I have a dataset with 2 columns: token, sentence
. For example:
{'token':'shrouded', 'sentence':'A mist shrouded the sun'}
I want to fine-tune one of the Huggingface Transformers model on a Masked Language Modelling task. (For now I am using distilroberta-base
as per this tutorial)
Now, instead of random masking, I am trying to specifically mask the token
in the sentence
while training. For eg. A mist [MASK] the sun
and then get the model to predict the token shrouded
.
Now I understand that in random masking we can simply use DataCollatorForLanguageModeling
and feed it into the Trainer
. However, in this use case, masking will have to be done at the pre-processing stage. I can’t figure out how to do that.
Here is the code so far:
...
datasets = load_dataset('csv', data_files=['word_sentence_1.csv'])
model_checkpoint = "distilroberta-base"
def tokenize_function(examples):
return tokenizer(examples["sentence"])
tokenizer = AutoTokenizer.from_pretrained(model_checkpoint, use_fast=True)
tokenized_datasets = datasets.map(tokenize_function, batched=True, num_proc=4)
model = AutoModelForMaskedLM.from_pretrained(model_checkpoint)
model_name = model_checkpoint.split("/")[-1]
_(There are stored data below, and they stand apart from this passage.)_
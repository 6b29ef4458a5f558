//! The [`Accessory`] capability set and its building blocks.
//!
//! Adapters compose [`Service`]s out of [`Characteristic`]s and expose them
//! through the [`Accessory`] trait; the registry and the protocol server only
//! ever talk to the trait.

use std::sync::Arc;

use remobridge_types::{CharacteristicKind, DeviceCore};
use serde::Serialize;

use crate::characteristic::Characteristic;

/// Manufacturer reported for the remote hubs themselves.
pub const HUB_MANUFACTURER: &str = "Nature Inc.";

#[derive(Debug, Clone, Copy, PartialEq, Eq, Serialize)]
#[serde(rename_all = "snake_case")]
pub enum AccessoryCategory {
    Bridge,
    Sensor,
    Fan,
    AirConditioner,
}

#[derive(Debug, Clone, Copy, PartialEq, Eq, Serialize)]
#[serde(rename_all = "snake_case")]
pub enum ServiceKind {
    TemperatureSensor,
    HumiditySensor,
    LightSensor,
    MotionSensor,
    Fan,
    HeaterCooler,
}

/// Identification block every accessory carries.
#[derive(Debug, Clone, Default, PartialEq, Serialize)]
pub struct AccessoryInfo {
    pub name: String,
    pub manufacturer: String,
    pub model: String,
    pub serial_number: String,
    pub firmware_revision: String,
}

impl AccessoryInfo {
    pub fn named(name: impl Into<String>) -> Self {
        Self {
            name: name.into(),
            ..Self::default()
        }
    }

    /// Info describing a remote hub: model is the hub's name.
    pub fn for_hub(name: impl Into<String>, hub: &DeviceCore) -> Self {
        Self {
            name: name.into(),
            manufacturer: HUB_MANUFACTURER.to_string(),
            model: hub.name.clone(),
            serial_number: hub.serial_number.clone(),
            firmware_revision: hub.firmware_version.clone(),
        }
    }
}

/// A group of related characteristics.
#[derive(Debug)]
pub struct Service {
    kind: ServiceKind,
    characteristics: Vec<Arc<Characteristic>>,
}

impl Service {
    pub fn new(kind: ServiceKind) -> Self {
        Self {
            kind,
            characteristics: Vec::new(),
        }
    }

    pub fn with_characteristic(mut self, characteristic: Characteristic) -> Self {
        self.characteristics.push(Arc::new(characteristic));
        self
    }

    pub fn kind(&self) -> ServiceKind {
        self.kind
    }

    pub fn characteristics(&self) -> &[Arc<Characteristic>] {
        &self.characteristics
    }

    pub fn characteristic(&self, kind: CharacteristicKind) -> Option<&Arc<Characteristic>> {
        self.characteristics.iter().find(|c| c.kind() == kind)
    }
}

/// Something exposed to protocol clients as one accessory.
pub trait Accessory: Send + Sync {
    fn info(&self) -> &AccessoryInfo;

    fn category(&self) -> AccessoryCategory;

    fn services(&self) -> &[Service];

    /// First characteristic of `kind` across all services.
    fn characteristic(&self, kind: CharacteristicKind) -> Option<&Arc<Characteristic>> {
        self.services().iter().find_map(|s| s.characteristic(kind))
    }
}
training_args = TrainingArguments(
f"{model_name}-word_sentence_1_1",
evaluation_strategy = "epoch",
learning_rate=2e-5,
weight_decay=0.01,
push_to_hub=False,
)
##### Need to remove this and add logic of static masking ####
from transformers import DataCollatorForLanguageModeling
data_collator = DataCollatorForLanguageModeling(tokenizer=tokenizer, mlm_probability=0.15)
trainer = Trainer(
model=model,
args=training_args,
train_dataset=tokenized_datasets,
data_collator=data_collator,
)
trainer.train()